Isn't it obvious having to send a notice for the same work on the same service thousands of times, if not hundreds of thousands of times an absurd burden? In other words--is the government actually defending whack a mole with a straight face? Did the government actually intend that 350,000,000 take down notices in a year are normal?

Did the government really intend that playing by the rules simply distorts the rules even further?

Whack a mole is not automatic-it requires human intervention. Someone has to decide to repost the infringing file even while knowing the file is very likely an infringement. Whack a mole actually defies the entire purpose of the safe harbor-whack a mole is not a little latitude for reasonable people acting reasonably.

Whack a mole is a design defect.

Let's get back to justice. Not only are artists required to tell lawmakers what their law means, the U.S. Government has utterly failed artists with the fundamental justification for the Sovereign common to our jurisprudence and political theory. It failed artists in the basic tenet of the social contract theories embedded in our Constitution.

The government has failed to protect artists, failed to enforce the laws, essentially overseeing and giving legitimacy to one of the largest income transfers of all time. All based on an extreme interpretation of the government's laws, and obviously not one that can be solved by the notice and takedown system as advertised. Direct challenges to these interpretations involve costly and protracted litigation--with the inescapable whack a mole continuing all the while.

Confronted with this situation when one of the biggest beneficiaries of the loophole is a major lobbying influence like Google, it would not be unreasonable to think that the whole thing smacks of crony capitalism. While some ISPs have at least tried to address the issue through the Copyright Alert System, the Googles of this world are noticeably absent.

Unlike Socrates who suggested that citizens could vote with their feet, we cannot escape the Internet and the whack a mole the government permits. It can't be said that we should just move to another country as Plato writes in the Crito.
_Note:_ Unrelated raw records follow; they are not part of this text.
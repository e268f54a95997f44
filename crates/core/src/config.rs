//! Executor configuration.

use serde::{Deserialize, Serialize};

use crate::error::Error;
use crate::result::Result;

const DEFAULT_LABEL: &str = "operation";
const MAX_LABEL_LEN: usize = 64;

/// A validated executor configuration.
///
/// Only obtainable through [`ExecutorConfig::builder`],
/// [`ExecutorConfig::from_toml_str`] or `Default`, so the label has always
/// passed [`ExecutorConfig::validate_label`].
///
/// ```compile_fail
/// let config = settle_core::ExecutorConfig {
///     label: "fetch user".into(),
///     log_rejections: false,
/// };
/// ```
#[derive(Debug, Clone, PartialEq, Eq, Serialize, Deserialize)]
#[serde(default, deny_unknown_fields)]
pub struct ExecutorConfig {
    label: String,
    log_rejections: bool,
}

impl Default for ExecutorConfig {
    fn default() -> Self {
        Self {
            label: DEFAULT_LABEL.to_string(),
            log_rejections: false,
        }
    }
}

impl ExecutorConfig {
    /// Create a new config builder.
    #[must_use]
    pub const fn builder() -> ExecutorConfigBuilder {
        ExecutorConfigBuilder::new()
    }

    /// Name of the tracing span each execution runs in.
    #[must_use]
    pub fn label(&self) -> &str {
        &self.label
    }

    /// Whether every rejection is also emitted at `warn` level.
    #[must_use]
    pub const fn log_rejections(&self) -> bool {
        self.log_rejections
    }

    /// Parse and validate a configuration from TOML.
    ///
    /// Missing keys take their defaults.
    ///
    /// # Errors
    ///
    /// Returns an error if the TOML is malformed, has unknown keys, or the
    /// resulting configuration fails validation.
    pub fn from_toml_str(text: &str) -> Result<Self> {
        let config: Self = toml::from_str(text)?;
        Self::validate_label(&config.label)?;
        Ok(config)
    }

    /// Validate a span label.
    ///
    /// # Errors
    ///
    /// Returns an error if the label is empty, too long, or contains
    /// whitespace.
    pub fn validate_label(label: &str) -> Result<()> {
        if label.is_empty() {
            return Err(Error::invalid_config("label cannot be empty"));
        }

        if label.chars().count() > MAX_LABEL_LEN {
            return Err(Error::invalid_config(format!(
                "label cannot exceed {MAX_LABEL_LEN} characters"
            )));
        }

        if label.chars().any(char::is_whitespace) {
            return Err(Error::invalid_config("label cannot contain whitespace"));
        }

        Ok(())
    }
}

/// Configuration builder with fallible construction.
#[derive(Debug, Clone, Default)]
pub struct ExecutorConfigBuilder {
    label: Option<String>,
    log_rejections: bool,
}

impl ExecutorConfigBuilder {
    /// Create a new config builder.
    #[must_use]
    pub const fn new() -> Self {
        Self {
            label: None,
            log_rejections: false,
        }
    }

    /// Set the span label.
    #[must_use]
    pub fn with_label(mut self, label: impl Into<String>) -> Self {
        self.label = Some(label.into());
        self
    }

    /// Log every rejection at `warn` level.
    #[must_use]
    pub fn log_rejections(mut self, enabled: bool) -> Self {
        self.log_rejections = enabled;
        self
    }

    /// Build the configuration, returning an error if validation fails.
    ///
    /// # Errors
    ///
    /// Returns an error if the label is invalid.
    pub fn build(self) -> Result<ExecutorConfig> {
        let label = self.label.unwrap_or_else(|| DEFAULT_LABEL.to_string());
        ExecutorConfig::validate_label(&label).map(|()| ExecutorConfig {
            label,
            log_rejections: self.log_rejections,
        })
    }
}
So I would beg pardon here-I do not feel that it should be necessary for artists to tell the Congress what would be acceptable in the way of parameters for "notice and stay down", at least not initially. I think artists have the undisputed right to ask-actually to demand-of the Congress, what was their intention?

The safe harbor is the government's law. They wrote it. They voted for it. They represented voters when they did so. They presumably have some idea what it is supposed to mean. Many who voted for it are still in the Congress. Isn't the place to start a coming clean about what Congress intended? Why should artists have to tell the Congress what the Congress's intention was?

If it was the intention of the Congress (and President Clinton who signed the law) that the current state of whack a mole was the plan all along, then let them say that--and perhaps more importantly, point to where they told the electorate that was their intention at the time the DMCA was passed in the Congress and signed into law.

Google is on track to receive over 350 million take down notices this year alone. If this was the Congressional intention, then let them say that. If their intention was there should be no upper limit on the number of takedown notices any one company could receive in a year, then let them say that. And explain themselves.

And let's be clear-Google does not appear to view these hundreds of millions of notices as a design defect, although that would be a perfectly reasonable conclusion. One has to believe that if a company the size of Google viewed 100s of millions of notices as a problem, they could fix that problem. They haven't. In fact the number of notices grows exponentially every year. Perhaps they view 100s of millions of notices as a feature set.

What is the intention of justice? That the guilty are proven guilty. But if lawmakers won't tell us what it means to be guilty much less prosecute the politically connected wrongdoers, then what justice is that?

Notice and staydown is a reasonable reaction to whack a mole, and one that is entirely consistent with the original intent of the DMCA notice and takedown regime. You would think that the government would be leading the charge.